Thus, it appears that the asylum procedure is being used by some migrants as a way of mitigating the effects of the socio-economic exclusions that they face, in addition to using the procedure as a hedge against deportation. It, however, needs to be emphasised that, considering that this was a relatively small sample survey, there might be some Malawian migrants who have genuine asylum claims within the terms of the Refugees Act of 1998.
4.3 Reasons for migration
As stated above, the overwhelming majority of respondents cited economic hardships in Malawi, in particular scarcity of jobs or very poor pay in instances where they were previously employed, as reasons for migrating to South Africa. There was a general feeling that life in South Africa was better than in Malawi. Most of the migrants already had networks such as friends or relatives in South Africa when they migrated. The other reasons for coming to Johannesburg were to join family and to study. A few indicated that they had previously been deported and had returned to South Africa. They cited as reasons for their return the harsh economic conditions in Malawi that were comparatively much worse than in South Africa, even after factoring in all the risks and vulnerabilities associated with being an African foreigner in South Africa.

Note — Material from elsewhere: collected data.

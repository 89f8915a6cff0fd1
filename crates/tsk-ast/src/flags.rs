//! Packed node flags stored in `Node::flags`.

pub mod node_flags {
    /// `export` modifier on a declaration.
    pub const EXPORT: u16 = 1 << 0;
    /// `declare` modifier, or any declaration inside a `.d.ts` file.
    pub const AMBIENT: u16 = 1 << 1;
    /// `const` variable statement.
    pub const CONST: u16 = 1 << 2;
    /// `let` variable statement.
    pub const LET: u16 = 1 << 3;
    /// `?` on a property signature or parameter.
    pub const OPTIONAL: u16 = 1 << 4;
    /// `readonly` on a property signature.
    pub const READONLY: u16 = 1 << 5;
    /// `import type` / `import { type X }`.
    pub const TYPE_ONLY: u16 = 1 << 6;
    /// Node created by a transform rather than by the host.
    pub const SYNTHESIZED: u16 = 1 << 7;
    /// Print an array/object literal one element per line.
    pub const MULTI_LINE: u16 = 1 << 8;
}
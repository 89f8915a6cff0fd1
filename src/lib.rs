//! tskeys: compile-time `keys<T>()` / `typeMembers<T>()` for TypeScript trees.
//!
//! The workspace is split the same way a compiler pipeline is:
//!
//! - [`tsk_ast`] - arena syntax trees and the copy-on-write visitor
//! - [`tsk_checker`] - the `Program` type oracle built from a set of files
//! - [`tsk_transform`] - the marker rewrite pass
//! - [`tsk_emitter`] - printing trees back to TypeScript text
//! - [`tsk_common`] - limits and tracing setup
//!
//! This crate ties them together for hosts that just want text out:
//!
//! ```ignore
//! let config = TransformerConfig::load("tskeys.json")?;
//! for emitted in tskeys::emit_program(files, &config, CheckerOptions::default()) {
//!     std::fs::write(out_dir.join(&emitted.file_name), emitted.text)?;
//! }
//! ```

pub use tsk_ast as ast;
pub use tsk_checker as checker;
pub use tsk_common as common;
pub use tsk_emitter as emitter;
pub use tsk_transform as transform;

pub use tsk_ast::{AstBuilder, NodeIndex, SourceFile};
pub use tsk_checker::{CheckerOptions, Program, TypeOracle};
pub use tsk_common::init_tracing;
pub use tsk_emitter::print_source_file;
pub use tsk_transform::{KeysTransformer, MarkerModule, TransformerConfig, transformer};

use anyhow::Result;
use std::path::Path;
use tracing::{debug, info_span};

/// Printed output for one input file.
#[derive(Clone, Debug, PartialEq, Eq)]
pub struct EmittedFile {
    pub file_name: String,
    pub text: String,
}

/// Check `files` as one program, rewrite every non-declaration file and print
/// it. Declaration files take part in checking but produce no output.
pub fn emit_program(
    mut files: Vec<SourceFile>,
    config: &TransformerConfig,
    options: CheckerOptions,
) -> Vec<EmittedFile> {
    let _span = info_span!("emit_program", files = files.len()).entered();
    let program = {
        let refs: Vec<&SourceFile> = files.iter().collect();
        Program::with_options(&refs, options)
    };
    let transformer = KeysTransformer::new(&program, config);

    files
        .iter_mut()
        .filter(|file| !file.is_declaration_file())
        .map(|file| {
            transformer.transform_source_file(file);
            let text = print_source_file(file);
            debug!(file = %file.file_name, bytes = text.len(), "[emit] printed");
            EmittedFile {
                file_name: file.file_name.clone(),
                text,
            }
        })
        .collect()
}

/// `emit_program` with the transformer config read from a JSON file.
pub fn emit_program_with_config_file(
    files: Vec<SourceFile>,
    config_path: impl AsRef<Path>,
    options: CheckerOptions,
) -> Result<Vec<EmittedFile>> {
    let config = TransformerConfig::load(config_path)?;
    Ok(emit_program(files, &config, options))
}
use crate::printer::Printer;
use tsk_ast::{NodeAccess, NodeIndex, NodeList};

impl<'a> Printer<'a> {
    // =========================================================================
    // Output Helpers
    // =========================================================================

    pub(crate) fn write(&mut self, text: &str) {
        self.output.push_str(text);
    }

    /// Write `text` as a double-quoted string literal.
    pub(crate) fn write_quoted(&mut self, text: &str) {
        self.output.push('"');
        for c in text.chars() {
            match c {
                '"' => self.output.push_str("\\\""),
                '\\' => self.output.push_str("\\\\"),
                '\n' => self.output.push_str("\\n"),
                '\r' => self.output.push_str("\\r"),
                '\t' => self.output.push_str("\\t"),
                '\0' => self.output.push_str("\\0"),
                c if (c as u32) < 0x20 || c == '\x7F' => {
                    self.output.push_str(&format!("\\u{:04X}", c as u32));
                }
                _ => self.output.push(c),
            }
        }
        self.output.push('"');
    }

    pub(crate) fn write_line(&mut self) {
        self.output.push('\n');
    }

    pub(crate) fn write_indent(&mut self) {
        for _ in 0..self.indent_level {
            self.output.push_str(self.indent_str);
        }
    }

    pub(crate) fn increase_indent(&mut self) {
        self.indent_level += 1;
    }

    pub(crate) fn decrease_indent(&mut self) {
        if self.indent_level > 0 {
            self.indent_level -= 1;
        }
    }

    // =========================================================================
    // Identifier Helpers
    // =========================================================================

    pub(crate) fn write_identifier_text(&mut self, idx: NodeIndex) {
        if let Some(text) = self.arena.get_identifier_text(idx) {
            self.write(text);
        }
    }

    /// Identifier, string literal or numeric literal used as a name.
    pub(crate) fn write_property_name(&mut self, idx: NodeIndex) {
        let arena = self.arena;
        if let Some(text) = arena.get_identifier_text(idx) {
            self.write(text);
        } else if let Some(node) = arena.get(idx)
            && node.kind == tsk_ast::SyntaxKind::StringLiteral as u16
            && let Some(text) = arena.get_literal_text(idx)
        {
            self.write_quoted(text);
        } else if let Some(text) = arena.get_literal_text(idx) {
            self.write(text);
        }
    }

    // =========================================================================
    // Lists
    // =========================================================================

    /// `a, b, c` using `emit` for each element.
    pub(crate) fn write_comma_list(&mut self, list: &NodeList, emit: fn(&mut Self, NodeIndex)) {
        for (i, item) in list.iter().enumerate() {
            if i > 0 {
                self.write(", ");
            }
            emit(self, item);
        }
    }

    /// `<T, U>`; nothing for `None`.
    pub(crate) fn write_type_list(&mut self, list: Option<&NodeList>) {
        let Some(list) = list else {
            return;
        };
        self.write("<");
        self.write_comma_list(list, Self::emit_node);
        self.write(">");
    }
}
//! Compilation unit: one file's arena plus its root.

use crate::base::{NodeIndex, NodeList};
use crate::node::NodeArena;
use crate::syntax_kind_ext::SOURCE_FILE;
use std::path::Path;

/// One source file's syntax tree.
///
/// `root` always points at a `SOURCE_FILE` node. A transform that rebuilds
/// the root moves `root` forward; older roots stay readable in `arena`.
#[derive(Clone, Debug)]
pub struct SourceFile {
    pub file_name: String,
    pub arena: NodeArena,
    pub root: NodeIndex,
}

impl SourceFile {
    /// Wrap an arena whose `root` was built with `add_source_file`.
    pub fn new(arena: NodeArena, root: NodeIndex) -> SourceFile {
        let file_name = arena
            .get(root)
            .and_then(|node| arena.get_source_file(node))
            .map(|data| data.file_name.clone())
            .unwrap_or_default();
        SourceFile {
            file_name,
            arena,
            root,
        }
    }

    /// Build the `SOURCE_FILE` node for `statements` and wrap it.
    pub fn from_statements(
        file_name: &str,
        mut arena: NodeArena,
        statements: Vec<NodeIndex>,
    ) -> SourceFile {
        let root = arena.add_source_file(file_name, statements);
        SourceFile {
            file_name: file_name.to_string(),
            arena,
            root,
        }
    }

    pub fn path(&self) -> &Path {
        Path::new(&self.file_name)
    }

    /// Declaration files (`.d.ts`, `.d.mts`, `.d.cts`) only contain ambient
    /// declarations.
    pub fn is_declaration_file(&self) -> bool {
        [".d.ts", ".d.mts", ".d.cts"]
            .iter()
            .any(|suffix| self.file_name.ends_with(suffix))
    }

    /// Top-level statements of the current root.
    pub fn statements(&self) -> &NodeList {
        static EMPTY: NodeList = NodeList { nodes: Vec::new() };
        self.arena
            .get(self.root)
            .filter(|node| node.kind == SOURCE_FILE)
            .and_then(|node| self.arena.get_source_file(node))
            .map(|data| &data.statements)
            .unwrap_or(&EMPTY)
    }
}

In summary, therefore, it may be concluded that most of the Malawian migrants moved to South Africa as a social protection strategy.  This is also illustrated further by the regular remittances they send to Malawi, and investments that they are making pending their return. This is consistent with Bloch's statement that migration to South Africa is a well-established household poverty reduction strategy in Southern Africa,  as well as Dekker's proposition that informal social protection arrangements rely heavily on principles of reciprocity and solidarity between those in the sending region or country, and those in the host region or country.
4.4 Duration of stay
Most of the respondents were fairly new migrants to South Africa, and a large proportion had been in the country for less than two years. Regarding their plans of staying in South Africa, many respondents indicated that their intentions of staying in South Africa were short term only. As shown earlier, most indicated that they had left their families behind and that their reason for coming to South Africa was to accumulate sufficient funds or resources that would provide them with a stepping stone for running businesses and leading a good life back in Malawi. A permanently resident respondent, John Phiri,  interestingly indicated that he also had only short-term plans of further stay in South Africa. He stated:
My ID indicates that I am a non-citizen of RSA and that has led to my being denied opportunities of different types on many occasions. My lack of strong command of local languages also contributes to similar instances. I therefore do not plan on staying in South Africa for much longer. Although savings are generally impossible from my modest income, I am starting off slowly with a small business to raise funds, and I have already acquired land in Malawi.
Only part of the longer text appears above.